続いては、この研修で必ず訪問している高齢者施設、トフタゴーデン(Toftagården)へ。市営の高齢者施設の中で最も高い評価を得ているのがこの施設です。ここは4つのユニット、計35室で構成されていて、3つのユニットは高齢者の、もうひとつのユニットは、身体障害のある方のためのユニットになっています。建物は平屋建てで、4つのユニットの中心に食堂や庭が配置され、入居者のみなさんが自然に集まりやすい構造になっています。以前はユニットごとに全ての食事をしていましたが、運動の機会を作ってもらうために、昼食は外部の人たちにも開かれたメインのダイニングを使用しているとのことでした。施設長のアン・マリーさんが、今回導入されたばかりの勤務シフト作成ソフトを見せてくれました。それぞれのスタッフがまず勤務の希望を入力し、スタッフ間で調整をした後に、施設全体での調整をするそうです。これを導入することにより、より効率的でスタッフの希望に添ったシフトが作れるようになったということで、評判は上々のようです。また、スタッフひとりひとりのこれまでの経歴や、研修の受講状況もコンピュータで管理されていて、市営の施設であれば異動があってもデータが引き継がれるとのこと。働く人の環境をしっかりと整えることによって、よいサービスを提供するという姿勢がここにも表れていました。

昼食は私たちもトフタゴーデンのダイニングでいただきました。この日のメニューは豚肉のミートボールまたはサーモンのスープ。キッチンスタッフの方々もとても親切にしてくださり、ますますトフタゴーデンのファンになりました。

 

引き続き午後からは、安心住宅(Bo Tryggt)を訪問しました。ここは、高齢者の生活をサポートする様々なテクノロジーやアイディア商品を紹介する、モデルルームのような場所になっています。2012年にオープンし、当初は高齢者団体などの訪問が多かったそうですが、最近では知名度も上がり、一般の高齢者のグループや個人で来られるかたも増えてきたようです。見守りカメラや緊急アラームといった大がかりなものから、高齢者が持ちやすい調理器具やカトラリー、スープでも食べやすい工夫がされたお皿など非常に身近なものまで、ありとあらゆるものが展示してあります。私自身、介護とテクノロジーの活用に関する研究を国内外で行っていますが、いまあるテクノロジーを生かすという点においては、スウェーデンの取り組みが最先端をいっているのではないかと思います。これからも継続して調査していきたいですね。

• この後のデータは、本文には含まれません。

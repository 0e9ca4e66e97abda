//! Per-request inference pipeline behind `POST /predict`.
//!
//! Steps, in order: persist the upload under a sanitized name, decode it,
//! run the detector, format predictions (sentinel on empty), annotate, store
//! the annotated JPEG under a fresh reference, append one history entry.
//! A failure at any step aborts the request; steps already completed are not
//! rolled back.

use std::sync::Arc;

use anyhow::{Context, Result};
use image::RgbImage;
use serde::{Deserialize, Serialize};

use crate::annotate::annotate;
use crate::config::FirewatchConfig;
use crate::detect::{run_detector, InferenceParams, SharedDetector};
use crate::history::{HistoryEntry, HistoryLedger};
use crate::prediction::{predictions_from, Prediction};
use crate::storage::{DirResultStore, ResultStore, StoreError, UploadStore};

pub const JPEG_QUALITY: u8 = 90;

/// One uploaded image as received from the client.
#[derive(Clone, Debug)]
pub struct Upload {
    pub filename: Option<String>,
    pub bytes: Vec<u8>,
}

#[derive(Clone, Debug, PartialEq, Serialize, Deserialize)]
pub struct PredictResponse {
    pub prediction: Vec<Prediction>,
    pub result_image: String,
}

pub fn encode_jpeg(image: &RgbImage) -> Result<Vec<u8>> {
    let mut out = Vec::new();
    image::codecs::jpeg::JpegEncoder::new_with_quality(&mut out, JPEG_QUALITY)
        .encode_image(image)
        .context("encode jpeg")?;
    Ok(out)
}

pub struct InferencePipeline {
    detector: SharedDetector,
    params: InferenceParams,
    uploads: UploadStore,
    results: Arc<dyn ResultStore>,
    ledger: HistoryLedger,
    public_url: String,
}

impl InferencePipeline {
    pub fn new(
        detector: SharedDetector,
        params: InferenceParams,
        uploads: UploadStore,
        results: Arc<dyn ResultStore>,
        ledger: HistoryLedger,
        public_url: impl Into<String>,
    ) -> Self {
        Self {
            detector,
            params,
            uploads,
            results,
            ledger,
            public_url: public_url.into().trim_end_matches('/').to_string(),
        }
    }

    /// Build the on-disk pipeline described by `config`, creating directories.
    pub fn open(config: &FirewatchConfig, detector: SharedDetector) -> Result<Self> {
        let uploads = UploadStore::open(&config.storage.upload_dir)?;
        let results = DirResultStore::open(&config.storage.result_dir)?;
        let ledger = HistoryLedger::open(&config.storage.history_path)?;
        Ok(Self::new(
            detector,
            config.detector.params(),
            uploads,
            Arc::new(results),
            ledger,
            config.public_url.clone(),
        ))
    }

    pub fn detector(&self) -> &SharedDetector {
        &self.detector
    }

    pub fn params(&self) -> InferenceParams {
        self.params
    }

    pub fn result_url(&self, reference: &str) -> String {
        format!("{}/results/{}", self.public_url, reference)
    }

    pub fn predict(&self, upload: &Upload) -> Result<PredictResponse> {
        let saved = self
            .uploads
            .save(upload.filename.as_deref(), &upload.bytes)?;
        log::debug!("upload saved to {}", saved.display());

        let image = image::load_from_memory(&upload.bytes)
            .context("decode uploaded image")?
            .to_rgb8();
        let result = run_detector(&self.detector, &image, self.params)?;
        let predictions = predictions_from(&result);

        let annotated = annotate(&image, &result);
        let jpeg = encode_jpeg(&annotated)?;
        let reference = self.results.store(&jpeg).context("store annotated image")?;
        let url = self.result_url(&reference);

        self.ledger
            .append(HistoryEntry::now(url.clone(), predictions.clone()))?;

        log::info!(
            "prediction stored as {} ({} detections)",
            reference,
            result.boxes.len()
        );
        Ok(PredictResponse {
            prediction: predictions,
            result_image: url,
        })
    }

    pub fn history(&self) -> Result<Vec<HistoryEntry>> {
        self.ledger.list()
    }

    pub fn retrieve(&self, reference: &str) -> Result<Vec<u8>, StoreError> {
        self.results.retrieve(reference)
    }
}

そして今回の研修では最後のプログラム、障害者の余暇活動のコーディネーターのお二人からお話を伺いました。今年度、ヴェクショー市では60種類近い障害者のための余暇活動のプログラムが行われています。散歩やカフェ、料理、ダンス、釣り、ボウリング、アイスホッケー観戦、日帰り旅行など、その内容は様々。余暇も含めて「ふつうの生活」であるという理念がとてもよく伝わってきました。

 

研修の残り時間もわずかとなり、レンタカーにガソリンを入れ、支払いを終えた私たちは、ヴェクショーからひとつ隣のアルベスタ(Alvesta)駅に向かいました。いつも研修でお世話になっている、日本人のマスミさんとご主人のエマニュエルさんが運営する"Café St.Clair"(http://saintclair.se/)に寄るためです。スウェーデンのミシュランガイドともいわれる"White GUIDE"に2014年から載り続けていて、いつ行ってもお客さんでいっぱいの超人気カフェとなっています。今年はスケジュールがタイトだったので、いきなりの訪問となってしまいましたが、「おかえりなさい!!」といつものようにとても温かく迎えてくれました。わずかな時間でしたが、とてもおいしい手作りのシナモンロールやコーヒーをいただいて、お店のInstagramにも写真を載せてもらいました。マスミさんが日本から遠く離れたスウェーデンでがんばっている様子に、私たちもなんだか元気をもらえますね。

そして駅に移動した私たちは、この研修のコーディネートや訪問への同行、そして通訳にと大変お世話になった鈴木先生ともここでお別れです。鈴木先生あってのこの研修。いくら感謝してもし尽くせない思いです。電車の扉が閉まる瞬間まで話は尽きませんでしたが、また日本でお会いできることを楽しみにしています。

 

アルベスタから首都のストックホルムまでは約3時間半。ハードな時間の疲れから、ウトウトしているうちにあっという間に到着しました。いつも利用している駅前の"Hotel C"にチェックインして、夕食へ。ヴェクショーと比べるとさすがは首都。建物の数や高さ、人の数も全然違います。明日に備えて今日は早めに解散することとなりました。